Jornal do Brasil
Segundo dados do Instituto de Segurança Pública do Rio de Janeiro divulgados nesta sexta-feira (16) em audiência pública na Assembleia Legislativa, o estado registrou, entre janeiro de 2010 e agosto de 2015, 3.256 casos de homicídios decorrentes de intervenção policial. O alto número de autos de resistência será alvo de uma Comissão Parlamentar de Inquérito (CPI).
Apenas neste ano, entre os meses de janeiro e agosto, o número de autos chega a 459. A capital responde por 227 desses casos, tendo a Baixada Fluminense em segundo lugar, com 102 casos, e a Grande Niterói (Niterói, São Gonçalo e Itaboraí) em terceiro. No interior do estado foram registrados 31 autos.

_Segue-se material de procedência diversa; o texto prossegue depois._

//! Attribute math: point-buy costs, racial modifiers and ability modifiers.

use crate::catalog::Catalog;
use crate::character::{Attribute, Attributes, Character, ValidationResult};
use std::collections::BTreeMap;

/// Lowest purchasable score.
pub const MIN_SCORE: i32 = 8;

/// Highest purchasable score.
pub const MAX_SCORE: i32 = 18;

/// Largest spread between the best and worst score before a warning.
pub const BALANCE_SPREAD: i32 = 10;

/// Point-buy cost of each purchasable score, from 8 to 18.
const POINT_COSTS: [i32; 11] = [0, 1, 2, 3, 4, 5, 6, 8, 10, 13, 16];

/// Cost of a single score. Scores outside [8, 18] cost nothing; the range
/// check is reported separately by [`validate_attribute_allocation`].
pub fn point_cost(value: i32) -> i32 {
    if !(MIN_SCORE..=MAX_SCORE).contains(&value) {
        return 0;
    }
    POINT_COSTS[(value - MIN_SCORE) as usize]
}

/// Total point-buy cost of an attribute set.
pub fn total_point_cost(attributes: &Attributes) -> i32 {
    attributes.iter().map(|(_, v)| point_cost(v)).sum()
}

/// Ability modifier: `floor((score - 10) / 2)`.
pub fn modifier(score: i32) -> i32 {
    (score - 10).div_euclid(2)
}

/// Base attributes plus the race's fixed bonuses.
///
/// An unknown race contributes nothing.
pub fn final_attributes(character: &Character, catalog: &Catalog) -> Attributes {
    match catalog.race(&character.race_id) {
        Some(race) => character.base_attributes.with_bonuses(&race.attribute_bonuses),
        None => character.base_attributes,
    }
}

/// Base attributes plus an already resolved bonus map, for races whose
/// bonus is chosen by the player.
pub fn final_attributes_with(character: &Character, bonuses: &BTreeMap<Attribute, i32>) -> Attributes {
    character.base_attributes.with_bonuses(bonuses)
}

/// Final attributes plus every level's attribute increase. Display only.
pub fn attributes_with_increases(character: &Character, catalog: &Catalog) -> Attributes {
    let mut attributes = final_attributes(character, catalog);
    for attribute in character.levels.iter().filter_map(|l| l.attribute_increase) {
        let current = attributes.get(attribute);
        attributes.set(attribute, current + 1);
    }
    attributes
}

/// Check a point-buy allocation.
///
/// Scores outside [8, 18] and a cost above `budget` are errors; an
/// unbalanced spread is only a warning.
pub fn validate_attribute_allocation(attributes: &Attributes, budget: i32) -> ValidationResult {
    let mut result = ValidationResult::new();

    for (attribute, value) in attributes.iter() {
        if !(MIN_SCORE..=MAX_SCORE).contains(&value) {
            result.error(format!(
                "{} must be between {} and {} (got {})",
                attribute.name(),
                MIN_SCORE,
                MAX_SCORE,
                value
            ));
        }
    }

    let cost = total_point_cost(attributes);
    if cost > budget {
        result.error(format!(
            "Point-buy cost {} exceeds the budget of {}",
            cost, budget
        ));
    }

    let (min, max) = attributes
        .iter()
        .fold((i32::MAX, i32::MIN), |(lo, hi), (_, v)| (lo.min(v), hi.max(v)));
    if max - min > BALANCE_SPREAD {
        result.warning(format!(
            "Attributes are very unbalanced (spread of {})",
            max - min
        ));
    }

    result
}

/// Points left in the budget; negative when overspent.
pub fn remaining_points(attributes: &Attributes, budget: i32) -> i32 {
    budget - total_point_cost(attributes)
}

#[cfg(test)]
mod tests {
    use super::*;
    use crate::catalog::Race;

    #[test]
    fn test_point_cost_table() {
        let expected = [
            (8, 0),
            (9, 1),
            (10, 2),
            (11, 3),
            (12, 4),
            (13, 5),
            (14, 6),
            (15, 8),
            (16, 10),
            (17, 13),
            (18, 16),
        ];
        for (score, cost) in expected {
            assert_eq!(point_cost(score), cost, "score {}", score);
        }
        assert_eq!(point_cost(7), 0);
        assert_eq!(point_cost(19), 0);
    }

    #[test]
    fn test_modifier_floors_negative() {
        assert_eq!(modifier(10), 0);
        assert_eq!(modifier(11), 0);
        assert_eq!(modifier(16), 3);
        assert_eq!(modifier(9), -1);
        assert_eq!(modifier(6), -2);
        assert_eq!(modifier(1), -5);
    }

    #[test]
    fn test_default_allocation_is_valid() {
        let result = validate_attribute_allocation(&Attributes::default(), 32);
        assert!(result.valid);
        assert_eq!(total_point_cost(&Attributes::default()), 12);
    }

    #[test]
    fn test_over_budget_is_error() {
        let attrs = Attributes::new(18, 18, 14, 10, 10, 8);
        let result = validate_attribute_allocation(&attrs, 32);
        assert!(!result.valid);
        assert!(result.errors.iter().any(|e| e.contains("budget")));
    }

    #[test]
    fn test_out_of_range_is_error() {
        let attrs = Attributes::new(19, 10, 10, 10, 10, 7);
        let result = validate_attribute_allocation(&attrs, 100);
        assert_eq!(result.errors.len(), 2);
    }

    #[test]
    fn test_spread_is_warning_only() {
        // Cost 16 + 0 * 5 = 16, spread 10 is fine.
        let balanced = Attributes::new(18, 8, 8, 8, 8, 8);
        assert!(validate_attribute_allocation(&balanced, 32).warnings.is_empty());
        // Out-of-range score widens the spread past 10.
        let lopsided = Attributes::new(18, 8, 8, 8, 8, 7);
        let result = validate_attribute_allocation(&lopsided, 32);
        assert_eq!(result.warnings.len(), 1);
    }

    #[test]
    fn test_final_attributes_apply_race() {
        let catalog = Catalog::new().with_race(
            Race::new("elf", "Elf")
                .with_bonus(Attribute::Dexterity, 2)
                .with_bonus(Attribute::Constitution, -2),
        );
        let character = Character::new("Lia", "elf");
        let attrs = final_attributes(&character, &catalog);
        assert_eq!(attrs.dexterity, 12);
        assert_eq!(attrs.constitution, 8);
        assert_eq!(attrs.strength, 10);
    }

    #[test]
    fn test_final_attributes_with_chosen_bonus() {
        let character = Character::new("Ren", "half_elf");
        let mut bonus = BTreeMap::new();
        bonus.insert(Attribute::Charisma, 2);
        assert_eq!(final_attributes_with(&character, &bonus).charisma, 12);
    }
}
impl Command {
    /// Short name for logs.
    pub fn name(&self) -> &'static str {
        match self {
            Command::CreateCharacter { .. } => "create_character",
            Command::LoadCharacter { .. } => "load_character",
            Command::UpdateAttributes { .. } => "update_attributes",
            Command::UpdateRace { .. } => "update_race",
            Command::AddLevel { .. } => "add_level",
            Command::SetAttributeIncrease { .. } => "set_attribute_increase",
            Command::UpdateSkills { .. } => "update_skills",
            Command::UpdateLevelSkills { .. } => "update_level_skills",
            Command::AddFeatToLevel { .. } => "add_feat_to_level",
            Command::RemoveFeatFromLevel { .. } => "remove_feat_from_level",
            Command::UpdateLevelFeats { .. } => "update_level_feats",
            Command::AddMissingAutomaticFeats => "add_missing_automatic_feats",
            Command::SetAlignment { .. } => "set_alignment",
            Command::ResetCharacter => "reset_character",
            Command::SetValidation { .. } => "set_validation",
        }
    }
}

// ============================================================================
// Effects
// ============================================================================

/// The outcome of resolving a command.
#[derive(Debug, Clone, PartialEq, Eq, Serialize, Deserialize)]
pub struct Resolution {
    pub effects: Vec<Effect>,
    pub note: String,
}

impl Resolution {
    pub fn new(note: impl Into<String>) -> Self {
        Self {
            effects: Vec::new(),
            note: note.into(),
        }
    }

    pub fn with_effect(mut self, effect: Effect) -> Self {
        self.effects.push(effect);
        self
    }

    pub fn with_effects(mut self, effects: impl IntoIterator<Item = Effect>) -> Self {
        self.effects.extend(effects);
        self
    }

    /// Whether applying this resolution changes nothing.
    pub fn is_noop(&self) -> bool {
        self.effects.is_empty()
    }
}

/// A concrete state change.
#[derive(Debug, Clone, PartialEq, Eq, Serialize, Deserialize)]
pub enum Effect {
    CharacterCreated { character: Box<Character> },

    CharacterLoaded { character: Box<Character> },

    AttributesChanged { attributes: Attributes },

    RaceChanged { race_id: RaceId },

    LevelAdded { entry: LevelEntry },

    AttributeIncreaseSet { level: u8, attribute: Attribute },

    /// A level's full skill map after the merge.
    LevelSkillsChanged {
        level: u8,
        ranks: BTreeMap<SkillId, i32>,
        unspent_skill_points: i32,
    },

    FeatAdded { level: u8, feat_id: FeatId },

    FeatRemoved { level: u8, feat_id: FeatId },

    LevelFeatsReplaced { level: u8, feats: BTreeSet<FeatId> },

    /// Added to level 1's automatic feats.
    AutomaticFeatsGranted { feats: BTreeSet<FeatId> },

    AlignmentChanged { alignment: Option<String> },

    CharacterReset,

    ValidationStored { result: ValidationResult },

    Touched { at: DateTime<Utc> },
}

impl Effect {
    /// Whether the effect counts as an unsaved edit.
    fn marks_modified(&self) -> bool {
        !matches!(
            self,
            Effect::CharacterLoaded { .. } | Effect::CharacterReset | Effect::ValidationStored { .. }
        )
    }
}

// ============================================================================
// Engine
// ============================================================================

/// Resolves commands against a catalog and configuration.
#[derive(Debug, Clone)]
pub struct RulesEngine {
    catalog: Arc<Catalog>,
    config: EngineConfig,
}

A instauração de uma CPI para apurar o tema foi aprovada após serem divulgadas imagens de policiais militares (PMs) alterando a cena do homicídio de Eduardo Felipe Santos Victor, de apenas 17 anos. Gravada por moradores do Morro da Providência, a cena mostra policiais colocando uma arma na mão do rapaz e fazendo disparos. Inicialmente, o caso havia sido registrado como auto de resistência.
A deputada Marta Rocha (PSD), presidente da Comissão de Segurança Pública da Alerj, afirmou que o caso Juan – que em 2011 foi morto e teve seu corpo ocultado por PMs do 20º BPM (Mesquita) durante uma operação na favela Danon, em Nova Iguaçu – exigiu que mudanças fossem tomadas. “Isso já causou diminuição entre o primeiro semestre e o segundo daquele mesmo ano de 2011. Mas precisamos ir além disso”, afirmou.
O deputado Carlos Minc (PT) é autor de um projeto de lei que pretende regular e inibir os autos de resistência. Atualmente, ele está na Comissão de Segurança Pública da Assembleia Legislativa do Rio. “Nós temos a polícia que mais mata e a que mais morre no mundo. Podemos fazer com que eles morram menos, matem menos e resolvam os crimes, e esse projeto de lei é importante por isso”, atestou.